# One year gone...



## MPD12 (Mar 27, 2013)

I have a problem... 

I love my wife, our first anniversary is comming up but we have an issue. 

my childhood best friend who I grew up with as brother and sister who I barely have an relationship with as an adult arrived to our wedding late and was allowed to enter the sanctuarry by the wedding coordinator during the processional right before the flower girl and the coordinator had her and her mother sit in the back pew. Then she and her mother left the reception early during the father daughter dance... at the time I did not notice any of this but my new wife made clear to me how she felt about the situation... she feels still to this day that it was done on purpose... I did not believe it at the time that it was purposeful and I still have trouble today seeing that it was on purpose because I've know her for so long and I cant imagine her doing that to me and my wife at our wedding. I agreed from day one that she should have known better and that it was stupid to come and leave when she did... 

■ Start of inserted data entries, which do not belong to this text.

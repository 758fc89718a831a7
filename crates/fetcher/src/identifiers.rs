//! Newtype identifiers.
//!
//! A [`CancellationKey`] correlates a cancel request with one logical in-flight
//! operation. Keys are opaque to the fetcher: callers may supply their own or let
//! the fetcher generate a random one.

use serde::{Deserialize, Serialize};
use uuid::Uuid;

/// Identifies one logical in-flight operation in the
/// [`CancellationRegistry`](crate::CancellationRegistry).
///
/// A tokenized write uses a single key for both its token fetch and its write,
/// so one cancel aborts whichever phase is running.
#[derive(Debug, Clone, PartialEq, Eq, Hash, Serialize, Deserialize)]
pub struct CancellationKey(String);

impl CancellationKey {
    /// Creates a key from a caller-chosen value, returning `None` if it is empty.
    pub fn new(value: impl Into<String>) -> Option<Self> {
        let v = value.into();
        if v.is_empty() { None } else { Some(Self(v)) }
    }

    /// Generates a fresh random key.
    pub fn generate() -> Self {
        Self(Uuid::new_v4().to_string())
    }

    /// Returns the supplied key, or generates one when absent.
    pub fn or_generate(key: Option<Self>) -> Self {
        key.unwrap_or_else(Self::generate)
    }

    /// Returns the key as a string slice.
    pub fn as_str(&self) -> &str {
        &self.0
    }
}

impl std::fmt::Display for CancellationKey {
    fn fmt(&self, f: &mut std::fmt::Formatter<'_>) -> std::fmt::Result {
        write!(f, "{}", self.0)
    }
}

#[cfg(test)]
mod tests {
    use super::*;

    #[test]
    fn empty_key_is_rejected() {
        assert!(CancellationKey::new("").is_none());
        assert_eq!(CancellationKey::new("edit-1").unwrap().as_str(), "edit-1");
    }

    #[test]
    fn generated_keys_are_unique_uuids() {
        let a = CancellationKey::generate();
        let b = CancellationKey::generate();
        assert_ne!(a, b);
        assert!(Uuid::parse_str(a.as_str()).is_ok());
    }

    #[test]
    fn or_generate_keeps_a_supplied_key() {
        let supplied = CancellationKey::new("mine").unwrap();
        assert_eq!(CancellationKey::or_generate(Some(supplied.clone())), supplied);
        assert!(!CancellationKey::or_generate(None).as_str().is_empty());
    }
}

Now almost a year later I'm still paying for "defending" this person and not being on my wifes side, when I never defended the actions... I just dont believe it was purposeful

The problem now is that her father has just gone on the transplant list for his one remaining kidney... and all of the photos from the wedding with her and her father walking down the aisle or dancing has this person in the background... 

I feel like my mairrage and my relationship with my wife is forever tarnished... and I dont know what to do... 

She thinks it was on purpose, I dont, other people where were there her friends think it was too... Nobody has ever brought it up to me, I even asked people if they saw anything unusual... and they just said it was a beautiful wedding 

I dont know how to believe something is true without knowing that is it true in my heart... I feel like I've failed my wife in the first hours of our marriage and that because of that she felt I betrayed her and abandoned her... so I feel like I deserve all of the crap I've had to deal with this entire year no matter how much I've tried to be the best husband I k now how to be... I just dont know how to believe something I can't believe... and I dont have any way of confronting the situation and trying to solve it without making things worse in my wifes eyes. 

I dont know what to do

help


----------



## WorkingOnMe (Mar 17, 2012)

Seriously, I think it's time for you to call her on this BS. I mean really, grow up. It's done, nothing can change it, it's time to move on with life. What's more important your wedding or your marriage?


----------



## Toffer (Jan 31, 2012)

Regardless of whether your friend did this on purpose isn't really realtive at all to the issues you have in your marriage.

Your wife is taking this a an insult to her on your special day. I think she really needs to let go of this. The purpose of that day was to join the two of you in marriage. Her holding on to this anger towards you is poisioning your marriage. I'd suggest counseling to help her get past something that she cannot change.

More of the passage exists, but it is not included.